OBJECTIVE: To determine the prevalence of factor V Leiden (FVL) and prothrombin gene (PG) 20210A mutations in patients who attended the outpatient clinic and do not have a family history of thrombosis.

METHODS: We researched FVL and PG20210A mutations in 151 outpatients (92 males and 59 females) who attended the Pediatrics Polyclinic, Medical Faculty, Dicle University, Turkey between May 2002 and July 2002. Peripheral venous bloods (2 cc) with ethylenediaminetetraacetic acid were used to isolate DNA by high pure polymerase chain reaction (PCR). Later, by using light-cycler FVL (Roche) and prothrombin mutation detection kit (Roche) and light-cycler equipment, FVL and PG20210A gene mutations were determined from the samples in the glass capillary tubes by PCR specific adaptation. For active protein C (APC) resistance, STA-STACLOT APC-R Detection Kit was used. Expected values were evaluated with STA equipment and using STA-STACLOT APC-R procedure.

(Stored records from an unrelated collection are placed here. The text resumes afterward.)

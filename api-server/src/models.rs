use chrono::{DateTime, Utc};
use rocket_db_pools::sqlx::{self, FromRow};
use rocket_okapi::okapi::schemars::JsonSchema;
use serde::{Deserialize, Serialize};
use serde_json::Value;
use uuid::Uuid;

use crate::addresses::Mailbox;

// ===== Enumerations (mirrored as Postgres enum types) =====

#[derive(Debug, Clone, Copy, Serialize, Deserialize, JsonSchema, sqlx::Type, PartialEq, Eq)]
#[sqlx(type_name = "message_direction", rename_all = "snake_case")]
#[serde(rename_all = "snake_case")]
pub enum MessageDirection {
    Inbound,
    Outbound,
}

#[derive(Debug, Clone, Copy, Serialize, Deserialize, JsonSchema, sqlx::Type, PartialEq, Eq)]
#[sqlx(type_name = "endpoint_kind", rename_all = "snake_case")]
#[serde(rename_all = "snake_case")]
pub enum EndpointKind {
    Webhook,
    Email,
    EmailGroup,
}

impl EndpointKind {
    /// Delivery channel used when pushing a message to this kind of endpoint.
    pub fn delivery_type(self) -> DeliveryType {
        match self {
            EndpointKind::Webhook => DeliveryType::Webhook,
            EndpointKind::Email | EndpointKind::EmailGroup => DeliveryType::EmailForward,
        }
    }
}

#[derive(Debug, Clone, Copy, Serialize, Deserialize, JsonSchema, sqlx::Type, PartialEq, Eq)]
#[sqlx(type_name = "delivery_type", rename_all = "snake_case")]
#[serde(rename_all = "snake_case")]
pub enum DeliveryType {
    Webhook,
    EmailForward,
}

#[derive(Debug, Clone, Copy, Serialize, Deserialize, JsonSchema, sqlx::Type, PartialEq, Eq)]
#[sqlx(type_name = "delivery_status", rename_all = "snake_case")]
#[serde(rename_all = "snake_case")]
pub enum DeliveryStatus {
    Pending,
    Success,
    Failed,
}

// ===== Accounts =====

#[derive(Debug, Clone, Serialize, Deserialize, FromRow)]
pub struct Account {
    pub id: i32,
    pub email: String,
    pub display_name: Option<String>,
    pub disabled: bool,
    pub token_version: i32,
}

// ===== Messages =====

#[derive(Debug, Clone, Serialize, Deserialize, JsonSchema, FromRow)]
#[serde(rename_all = "camelCase")]
pub struct Message {
    pub id: Uuid,
    pub user_id: i32,
    pub direction: MessageDirection,
    pub message_id: String,
    pub in_reply_to: Option<String>,
    pub references: Vec<String>,
    pub subject: String,
    pub from_blob: Option<String>,
    pub to_blob: Option<String>,
    pub cc_blob: Option<String>,
    pub text_body: Option<String>,
    pub html_body: Option<String>,
    pub sent_at: DateTime<Utc>,
    pub thread_id: Option<Uuid>,
    pub thread_position: Option<i32>,
    pub endpoint_id: Option<Uuid>,
    pub is_read: bool,
    pub created_at: DateTime<Utc>,
}

/// Message as accepted by the store before it is linked to a thread.
#[derive(Debug, Clone)]
pub struct NewMessage {
    pub user_id: i32,
    pub direction: MessageDirection,
    pub message_id: String,
    pub in_reply_to: Option<String>,
    pub references: Vec<String>,
    pub subject: String,
    pub from_blob: Option<String>,
    pub to_blob: Option<String>,
    pub cc_blob: Option<String>,
    pub text_body: Option<String>,
    pub html_body: Option<String>,
    pub sent_at: DateTime<Utc>,
    pub endpoint_id: Option<Uuid>,
}

impl NewMessage {
    /// Materialize the row that gets inserted once thread placement is known.
    pub fn into_message(self, id: Uuid, thread_id: Uuid, position: i32) -> Message {
        Message {
            id,
            user_id: self.user_id,
            direction: self.direction,
            message_id: self.message_id,
            in_reply_to: self.in_reply_to,
            references: self.references,
            subject: self.subject,
            from_blob: self.from_blob,
            to_blob: self.to_blob,
            cc_blob: self.cc_blob,
            text_body: self.text_body,
            html_body: self.html_body,
            sent_at: self.sent_at,
            thread_id: Some(thread_id),
            thread_position: Some(position),
            endpoint_id: self.endpoint_id,
            is_read: false,
            created_at: Utc::now(),
        }
    }
}

/// Strip angle brackets and surrounding whitespace from a Message-ID.
pub fn normalize_message_id(raw: &str) -> Option<String> {
    let cleaned = raw.trim().trim_matches(&['<', '>'][..]).trim();
    if cleaned.is_empty() {
        None
    } else {
        Some(cleaned.replace('\0', ""))
    }
}

/// Split a References header (or a list of them) into individual normalized ids.
pub fn normalize_references<I, S>(values: I) -> Vec<String>
where
    I: IntoIterator<Item = S>,
    S: AsRef<str>,
{
    let mut ids = Vec::new();
    for value in values {
        for token in value.as_ref().split_whitespace() {
            if let Some(id) = normalize_message_id(token) {
                if !ids.contains(&id) {
                    ids.push(id);
                }
            }
        }
    }
    ids
}

// ===== Threads =====

#[derive(Debug, Clone, Serialize, Deserialize, JsonSchema)]
#[serde(rename_all = "camelCase")]
pub struct Thread {
    pub id: Uuid,
    pub user_id: i32,
    pub root_message_id: String,
    pub normalized_subject: String,
    pub participants: Vec<Mailbox>,
    pub message_count: i32,
    pub last_message_at: DateTime<Utc>,
    pub created_at: DateTime<Utc>,
}

// ===== Endpoints & deliveries =====

#[derive(Debug, Clone, Serialize, Deserialize, JsonSchema, FromRow)]
#[serde(rename_all = "camelCase")]
pub struct Endpoint {
    pub id: Uuid,
    pub user_id: i32,
    pub name: String,
    pub kind: EndpointKind,
    pub config: Value,
    pub is_active: bool,
}

#[derive(Debug, Clone, Serialize, Deserialize, JsonSchema, FromRow)]
#[serde(rename_all = "camelCase")]
pub struct DeliveryAttempt {
    pub id: Uuid,
    pub message_id: Uuid,
    pub endpoint_id: Uuid,
    pub delivery_type: DeliveryType,
    pub status: DeliveryStatus,
    pub attempts: i32,
    pub last_attempt_at: Option<DateTime<Utc>>,
    pub response_data: Option<Value>,
    pub error: Option<String>,
    pub created_at: DateTime<Utc>,
    pub updated_at: DateTime<Utc>,
}

#[derive(Debug, Clone)]
pub struct NewDeliveryAttempt {
    pub message_id: Uuid,
    pub endpoint_id: Uuid,
    pub delivery_type: DeliveryType,
    pub status: DeliveryStatus,
    pub attempts: i32,
    pub last_attempt_at: Option<DateTime<Utc>>,
    pub response_data: Option<Value>,
    pub error: Option<String>,
}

RESULTS: The prevalence of heterozygote mutations of FVL was 4.6% and PG20210A was 0.7%. The FVL mutation frequency obtained in our study is lower than the other studies in Turkey, but in correlation with the results of the other Caucasian populations throughout the world. Active protein C resistance in patients carrying heterozygote mutation of FVL has been found in low rates. Factor V Leiden and PG20210A were confronted in high prevalences in patients who suffer venous thrombosis (VT)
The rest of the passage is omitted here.